Oregon Fed. Court Judge Reconsiders Prejudgment Interest and Attorney Fees

We wanted to follow-up on our blog entry of November 20, 2013, concerning the Precision Seed Cleaners v. Country Mutual Ins. Co. matter.  Our prior entry noted that the parties filed competing motions for reconsideration regarding Judge Marco A. Hernandez’s ruling on the issues of attorney fees and prejudgment interest.  Since then, Judge Hernandez issued an opinion on the motions for reconsideration granting the insured’s motion and denying the insurance company’s motion (Precision Seed Cleaners v. Country Mutual Ins. Co., U.S. Dist. Ct., Dist. of Oregon, Case No. 313-cv-001023-HZ (Nov. 21, 2013)).

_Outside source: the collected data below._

//! Runtime module: everything volatile.
//!
//! The persisted model lives in `graph`; this module owns what exists only
//! while the engine runs — backend instances, bridges, and in-flight
//! resource operations — and the synchronizer that keeps them honest.

pub mod backend;
pub mod bridge;
pub mod resources;
pub mod sync;

// Re-export commonly used types
pub use backend::{BackendFactory, BackendHandle, FactoryCall, InMemoryBackendFactory};
pub use bridge::{Bridge, BridgeEffect, BridgeKey, BridgeKind, BridgeManager};
pub use resources::{AudioBuffer, Clipboard, LoadState, MemoryClipboard, PendingKind};
pub use sync::LifecycleSynchronizer;
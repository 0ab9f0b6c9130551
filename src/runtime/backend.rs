//! The backend factory boundary.
//!
//! Native nodes are processed by an opaque external collaborator. The
//! engine only ever talks to it through [`BackendFactory`]: create an
//! instance, try a property update, wire instances together, push
//! parameter values, stop and destroy. Everything behind the trait is
//! invisible to the persisted model.
//!
//! [`InMemoryBackendFactory`] is the reference implementation: it simulates
//! instances and records every call, which is what the demo binary runs
//! against and what the test suite asserts lifecycle contracts with.

use crate::core::error::{BackendError, BackendResult, NodeId};
use crate::core::types::Value;
use crate::registry::NodeTypeMetadata;
use serde::{Deserialize, Serialize};
use std::any::Any;
use std::collections::{HashMap, HashSet};
use std::fmt;

/// Opaque token identifying a live backend instance.
#[derive(Debug, Clone, Copy, PartialEq, Eq, Hash, Serialize, Deserialize)]
pub struct BackendHandle(pub u64);

impl fmt::Display for BackendHandle {
    fn fmt(&self, f: &mut fmt::Formatter<'_>) -> fmt::Result {
        write!(f, "#{}", self.0)
    }
}

/// Factory for opaque native processing instances.
///
/// Instantiation may fail; a failed create leaves the node without a
/// backend and the synchronizer retries on the next model change. A
/// `false` return from [`update_property`] signals that the instance
/// cannot absorb the change in place and must be destroyed and recreated.
///
/// [`update_property`]: BackendFactory::update_property
pub trait BackendFactory {
    /// Create an instance for a node.
    fn create(
        &mut self,
        node_id: NodeId,
        metadata: &NodeTypeMetadata,
        properties: &HashMap<String, Value>,
    ) -> BackendResult<BackendHandle>;

    /// Try to apply a property change to a live instance.
    ///
    /// Returns `false` when the instance cannot be updated in place.
    fn update_property(
        &mut self,
        handle: BackendHandle,
        metadata: &NodeTypeMetadata,
        name: &str,
        value: &Value,
    ) -> bool;

    /// Wire one instance's continuous output into another's signal input.
    fn connect_signal(&mut self, from: BackendHandle, to: BackendHandle) -> BackendResult<()>;

    /// Wire one instance's output into a named continuous parameter.
    fn connect_param(
        &mut self,
        from: BackendHandle,
        to: BackendHandle,
        param: &str,
    ) -> BackendResult<()>;

    /// Remove all wiring between two instances.
    fn disconnect(&mut self, from: BackendHandle, to: BackendHandle);

    /// Set the static value of a named continuous parameter.
    fn set_param(&mut self, handle: BackendHandle, param: &str, value: f64);

    /// Read back a parameter value, if the instance exposes it.
    fn param(&self, handle: BackendHandle, param: &str) -> Option<f64>;

    /// Stop a stoppable instance.
    fn stop(&mut self, handle: BackendHandle);

    /// Destroy an instance, releasing its resources.
    fn destroy(&mut self, handle: BackendHandle);

    /// Whether the instance is currently producing output.
    fn is_running(&self, handle: BackendHandle) -> bool;

    /// Downcast access for diagnostics and lifecycle assertions.
    fn as_any(&self) -> &dyn Any;

    /// Mutable downcast access.
    fn as_any_mut(&mut self) -> &mut dyn Any;
}

/// One recorded factory call, for lifecycle assertions.
#[derive(Debug, Clone, PartialEq)]
pub enum FactoryCall {
    Create { node_id: NodeId, type_id: String },
    UpdateProperty { handle: BackendHandle, name: String },
    ConnectSignal { from: BackendHandle, to: BackendHandle },
    ConnectParam { from: BackendHandle, to: BackendHandle, param: String },
    Disconnect { from: BackendHandle, to: BackendHandle },
    SetParam { handle: BackendHandle, param: String, value: f64 },
    Stop { handle: BackendHandle },
    Destroy { handle: BackendHandle },
}

/// A simulated native instance.
#[derive(Debug, Clone)]
struct SimInstance {
    node_id: NodeId,
    type_id: String,
    single_shot: bool,
    running: bool,
    params: HashMap<String, f64>,
    /// Outgoing wiring: (target, Some(param) for parameter wiring).
    wires: Vec<(BackendHandle, Option<String>)>,
}

/// In-memory reference backend.
///
/// Simulates instance lifecycles faithfully enough to exercise the
/// synchronizer: single-shot instances reject in-place property updates,
/// parameter wiring and static values are tracked, and every call is
/// appended to an inspectable log. Types listed via [`fail_type`] refuse
/// creation, which is how creation-retry behavior is tested.
///
/// [`fail_type`]: InMemoryBackendFactory::fail_type
#[derive(Default)]
pub struct InMemoryBackendFactory {
    next_handle: u64,
    instances: HashMap<BackendHandle, SimInstance>,
    calls: Vec<FactoryCall>,
    failing_types: HashSet<String>,
}

impl InMemoryBackendFactory {
    /// Create an empty factory.
    pub fn new() -> Self {
        Self::default()
    }

    /// Make creation fail for a type id (until [`heal_type`] is called).
    ///
    /// [`heal_type`]: InMemoryBackendFactory::heal_type
    pub fn fail_type(&mut self, type_id: impl Into<String>) {
        self.failing_types.insert(type_id.into());
    }

    /// Allow creation for a previously failing type id.
    pub fn heal_type(&mut self, type_id: &str) {
        self.failing_types.remove(type_id);
    }

    /// The full ordered call log.
    pub fn calls(&self) -> &[FactoryCall] {
        &self.calls
    }

    /// Number of create calls issued so far.
    pub fn create_count(&self) -> usize {
        self.calls
            .iter()
            .filter(|c| matches!(c, FactoryCall::Create { .. }))
            .count()
    }

    /// Number of stop/disconnect/destroy calls touching the given handle.
    pub fn teardown_calls_for(&self, handle: BackendHandle) -> usize {
        self.calls
            .iter()
            .filter(|c| match c {
                FactoryCall::Stop { handle: h } | FactoryCall::Destroy { handle: h } => *h == handle,
                FactoryCall::Disconnect { from, to } => *from == handle || *to == handle,
                _ => false,
            })
            .count()
    }

    /// Whether an instance is still alive.
    pub fn is_alive(&self, handle: BackendHandle) -> bool {
        self.instances.contains_key(&handle)
    }

    /// Outgoing wires of an instance, for wiring assertions.
    pub fn wires(&self, handle: BackendHandle) -> Vec<(BackendHandle, Option<String>)> {
        self.instances
            .get(&handle)
            .map(|i| i.wires.clone())
            .unwrap_or_default()
    }

    /// Number of live instances.
    pub fn instance_count(&self) -> usize {
        self.instances.len()
    }
}

impl BackendFactory for InMemoryBackendFactory {
    fn create(
        &mut self,
        node_id: NodeId,
        metadata: &NodeTypeMetadata,
        properties: &HashMap<String, Value>,
    ) -> BackendResult<BackendHandle> {
        if self.failing_types.contains(&metadata.id) {
            return Err(BackendError::CreationFailed {
                node_id,
                type_id: metadata.id.clone(),
                reason: "simulated creation failure".to_string(),
            });
        }

        self.next_handle += 1;
        let handle = BackendHandle(self.next_handle);

        let params = properties
            .iter()
            .filter_map(|(name, value)| value.as_f64().map(|v| (name.clone(), v)))
            .collect();

        self.instances.insert(
            handle,
            SimInstance {
                node_id,
                type_id: metadata.id.clone(),
                single_shot: metadata.single_shot,
                running: true,
                params,
                wires: Vec::new(),
            },
        );
        self.calls.push(FactoryCall::Create {
            node_id,
            type_id: metadata.id.clone(),
        });
        Ok(handle)
    }

    fn update_property(
        &mut self,
        handle: BackendHandle,
        _metadata: &NodeTypeMetadata,
        name: &str,
        value: &Value,
    ) -> bool {
        self.calls.push(FactoryCall::UpdateProperty {
            handle,
            name: name.to_string(),
        });
        let Some(instance) = self.instances.get_mut(&handle) else {
            return false;
        };
        // Single-shot sources cannot absorb changes after start.
        if instance.single_shot {
            return false;
        }
        if let Some(v) = value.as_f64() {
            instance.params.insert(name.to_string(), v);
        }
        true
    }

    fn connect_signal(&mut self, from: BackendHandle, to: BackendHandle) -> BackendResult<()> {
        self.calls.push(FactoryCall::ConnectSignal { from, to });
        if !self.instances.contains_key(&from) || !self.instances.contains_key(&to) {
            return Err(BackendError::Other(format!(
                "connect_signal on dead handle {} -> {}",
                from, to
            )));
        }
        if let Some(instance) = self.instances.get_mut(&from) {
            instance.wires.push((to, None));
        }
        Ok(())
    }

    fn connect_param(
        &mut self,
        from: BackendHandle,
        to: BackendHandle,
        param: &str,
    ) -> BackendResult<()> {
        self.calls.push(FactoryCall::ConnectParam {
            from,
            to,
            param: param.to_string(),
        });
        if !self.instances.contains_key(&to) {
            return Err(BackendError::Other(format!(
                "connect_param on dead handle {}",
                to
            )));
        }
        if let Some(instance) = self.instances.get_mut(&from) {
            instance.wires.push((to, Some(param.to_string())));
            Ok(())
        } else {
            Err(BackendError::Other(format!(
                "connect_param on dead handle {}",
                from
            )))
        }
    }

    fn disconnect(&mut self, from: BackendHandle, to: BackendHandle) {
        self.calls.push(FactoryCall::Disconnect { from, to });
        if let Some(instance) = self.instances.get_mut(&from) {
            instance.wires.retain(|(target, _)| *target != to);
        }
    }

    fn set_param(&mut self, handle: BackendHandle, param: &str, value: f64) {
        self.calls.push(FactoryCall::SetParam {
            handle,
            param: param.to_string(),
            value,
        });
        if let Some(instance) = self.instances.get_mut(&handle) {
            instance.params.insert(param.to_string(), value);
        }
    }

    fn param(&self, handle: BackendHandle, param: &str) -> Option<f64> {
        self.instances
            .get(&handle)
            .and_then(|i| i.params.get(param).copied())
    }

    fn stop(&mut self, handle: BackendHandle) {
        self.calls.push(FactoryCall::Stop { handle });
        if let Some(instance) = self.instances.get_mut(&handle) {
            instance.running = false;
        }
    }

    fn destroy(&mut self, handle: BackendHandle) {
        self.calls.push(FactoryCall::Destroy { handle });
        self.instances.remove(&handle);
    }

    fn is_running(&self, handle: BackendHandle) -> bool {
        self.instances
            .get(&handle)
            .map(|i| i.running)
            .unwrap_or(false)
    }

    fn as_any(&self) -> &dyn Any {
        self
    }

    fn as_any_mut(&mut self) -> &mut dyn Any {
        self
    }
}

#[cfg(test)]
mod tests {
    use super::*;
    use crate::registry::NodeTypeRegistry;

    #[test]
    fn test_create_and_destroy() {
        let registry = NodeTypeRegistry::with_builtins();
        let mut factory = InMemoryBackendFactory::new();
        let metadata = registry.metadata("gain").unwrap();

        let handle = factory
            .create(NodeId::new(), metadata, &metadata.default_properties())
            .unwrap();
        assert!(factory.is_alive(handle));
        assert!(factory.is_running(handle));
        assert_eq!(factory.param(handle, "level"), Some(1.0));

        factory.destroy(handle);
        assert!(!factory.is_alive(handle));
    }

    #[test]
    fn test_single_shot_rejects_update() {
        let registry = NodeTypeRegistry::with_builtins();
        let mut factory = InMemoryBackendFactory::new();
        let osc = registry.metadata("oscillator").unwrap();
        let gain = registry.metadata("gain").unwrap();

        let osc_handle = factory
            .create(NodeId::new(), osc, &osc.default_properties())
            .unwrap();
        let gain_handle = factory
            .create(NodeId::new(), gain, &gain.default_properties())
            .unwrap();

        assert!(!factory.update_property(osc_handle, osc, "frequency", &Value::Float(880.0)));
        assert!(factory.update_property(gain_handle, gain, "level", &Value::Float(0.5)));
        assert_eq!(factory.param(gain_handle, "level"), Some(0.5));
    }

    #[test]
    fn test_failure_injection() {
        let registry = NodeTypeRegistry::with_builtins();
        let mut factory = InMemoryBackendFactory::new();
        let metadata = registry.metadata("noise").unwrap();

        factory.fail_type("noise");
        assert!(factory
            .create(NodeId::new(), metadata, &metadata.default_properties())
            .is_err());

        factory.heal_type("noise");
        assert!(factory
            .create(NodeId::new(), metadata, &metadata.default_properties())
            .is_ok());
    }

    #[test]
    fn test_wiring_log() {
        let registry = NodeTypeRegistry::with_builtins();
        let mut factory = InMemoryBackendFactory::new();
        let osc = registry.metadata("oscillator").unwrap();
        let gain = registry.metadata("gain").unwrap();

        let a = factory
            .create(NodeId::new(), osc, &osc.default_properties())
            .unwrap();
        let b = factory
            .create(NodeId::new(), gain, &gain.default_properties())
            .unwrap();

        factory.connect_signal(a, b).unwrap();
        assert_eq!(factory.wires(a), vec![(b, None)]);

        factory.disconnect(a, b);
        assert!(factory.wires(a).is_empty());
        assert_eq!(factory.teardown_calls_for(a), 1);
    }
}
impl ComputedBehavior for SamplePlayerBehavior {
    fn initialize(&mut self, properties: &HashMap<String, Value>) -> Option<Delta> {
        if let Some(path) = properties.get("path").and_then(Value::as_text) {
            self.path = path.to_string();
        }
        self.looping = prop_bool(properties, "loop", false);
        let mut delta = Delta::output("position", Value::Float(0.0))
            .with_output("loaded", Value::Float(0.0));
        if !self.path.is_empty() {
            delta = delta.with_request(BehaviorRequest::Decode {
                path: self.path.clone(),
            });
        }
        Some(delta)
    }

    fn handle_input(&mut self, _port: &str, _value: &Value) -> Option<Delta> {
        None
    }

    fn on_property_change(&mut self, name: &str, value: &Value) -> Option<Delta> {
        match name {
            "path" => {
                if let Some(path) = value.as_text() {
                    self.path = path.to_string();
                    return self.request_decode();
                }
            }
            "loop" => {
                if let Some(v) = value.as_bool() {
                    self.looping = v;
                }
            }
            _ => {}
        }
        None
    }

    fn trigger(&mut self, _input: &str) -> Option<Delta> {
        if self.buffer.is_none() {
            return None;
        }
        self.playing = true;
        self.position = 0.0;
        Some(Delta::output("position", Value::Float(0.0)))
    }

    fn tick(&mut self, elapsed: f64) -> Option<Delta> {
        let buffer = self.buffer.as_ref()?;
        if !self.playing {
            return None;
        }
        let duration = buffer.duration_secs();
        self.position += elapsed;
        if self.position >= duration {
            if self.looping && duration > 0.0 {
                self.position %= duration;
            } else {
                self.position = duration;
                self.playing = false;
            }
        }
        Some(Delta::output("position", Value::Float(self.position)))
    }

    fn decode_complete(&mut self, result: Result<&AudioBuffer, &str>) -> Option<Delta> {
        match result {
            Ok(buffer) => {
                self.buffer = Some(buffer.clone());
                Some(Delta::output("loaded", Value::Float(1.0)))
            }
            Err(_) => {
                self.buffer = None;
                Some(Delta::output("loaded", Value::Float(0.0)))
            }
        }
    }
}
//! Port and property definitions for node schemas.
//!
//! Ports define the connection surface of a node; properties define its
//! configurable parameters. Both live in the type metadata held by the
//! registry, and a copy of that schema is captured on every node at
//! creation time so later registry edits cannot change live nodes.

use crate::core::types::{PortType, Value};
use serde::{Deserialize, Serialize};

/// Definition of a node port (input or output).
#[derive(Debug, Clone, Serialize, Deserialize, PartialEq)]
pub struct PortDefinition {
    /// Unique name within the node (used in code)
    pub name: String,
    /// Type of data this port accepts/produces
    pub port_type: PortType,
    /// Description for documentation and tooltips
    pub description: String,
}

impl PortDefinition {
    /// Create a new port definition.
    pub fn new(name: impl Into<String>, port_type: PortType) -> Self {
        Self {
            name: name.into(),
            port_type,
            description: String::new(),
        }
    }

    /// Shorthand for a continuous-signal port.
    pub fn signal(name: impl Into<String>) -> Self {
        Self::new(name, PortType::Signal)
    }

    /// Shorthand for a control-value port.
    pub fn control(name: impl Into<String>) -> Self {
        Self::new(name, PortType::Control)
    }

    /// Shorthand for a trigger port.
    pub fn trigger(name: impl Into<String>) -> Self {
        Self::new(name, PortType::Trigger)
    }

    /// Attach a description.
    pub fn describe(mut self, description: impl Into<String>) -> Self {
        self.description = description.into();
        self
    }
}

/// Definition of a node property (configuration parameter).
///
/// Properties differ from inputs: they are set through the command surface
/// rather than connected to other nodes. A control connection into a native
/// node targets the continuous parameter that backs one of these
/// definitions; on disconnect the parameter is restored to `default_value`.
#[derive(Debug, Clone, Serialize, Deserialize, PartialEq)]
pub struct PropertyDefinition {
    /// Unique name within the node
    pub name: String,
    /// Default value (required; used for creation and disconnect restore)
    pub default_value: Value,
    /// Lower bound for numeric properties
    pub min: Option<f64>,
    /// Upper bound for numeric properties
    pub max: Option<f64>,
    /// Description for documentation
    pub description: String,
}

impl PropertyDefinition {
    /// Create a new property definition.
    pub fn new(name: impl Into<String>, default_value: impl Into<Value>) -> Self {
        Self {
            name: name.into(),
            default_value: default_value.into(),
            min: None,
            max: None,
            description: String::new(),
        }
    }

    /// Set the numeric range.
    pub fn with_range(mut self, min: f64, max: f64) -> Self {
        self.min = Some(min);
        self.max = Some(max);
        self
    }

    /// Attach a description.
    pub fn describe(mut self, description: impl Into<String>) -> Self {
        self.description = description.into();
        self
    }

    /// Clamp a numeric value into this property's declared range.
    ///
    /// Non-numeric values and unbounded properties pass through unchanged.
    pub fn clamp(&self, value: Value) -> Value {
        match value.as_f64() {
            Some(v) => {
                let mut clamped = v;
                if let Some(min) = self.min {
                    clamped = clamped.max(min);
                }
                if let Some(max) = self.max {
                    clamped = clamped.min(max);
                }
                if clamped != v {
                    Value::Float(clamped)
                } else {
                    value
                }
            }
            None => value,
        }
    }
}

In the opinion, the court overturned its prior ruling on the issue of prejudgment interest.  In its initial ruling, the court concluded that with respect to portions of the insured’s losses there was not sufficient evidence to establish a basis for award of prejudgment interest.  The insured’s motion for reconsideration argued there was sufficient evidence and requested that the court revise its opinion.  The insurance company cross-moved for reconsideration of the award of prejudgment interest, requesting that the court strike any award of prejudgment interest on the basis that it was “manifestly unjust.”  Judge Hernandez agreed with the insured, finding the evidence was sufficient to establish a basis for prejudgment interest with respect to its losses.  Accordingly, the court revised its prior opinion and awarded additional prejudgment interest.  The effect of the court’s ruling was that the insured was awarded $884,308.42 in prejudgment interest, instead of the $148,671.55 that was initially awarded.

In addition, the court addressed the insurance company’s motion for reconsideration of its decision to award $539,443.20 in attorney fees.  The court indicated that the insurance company argued that the attorney fees award was excessive because (1) the insured sought payment for unrelated litigation matters; (2) the attorney fee award included amounts expended on unsuccessful claims or motions that were not related to the claim that was ultimately successful; and (3) the award included time on unsuccessful claims and an excluded expert.  The court rejected each of the insurance company’s arguments and let the attorney fee award stand.

The insurance company filed a petition for appeal, but later withdrew the petition.  The case has since been dismissed.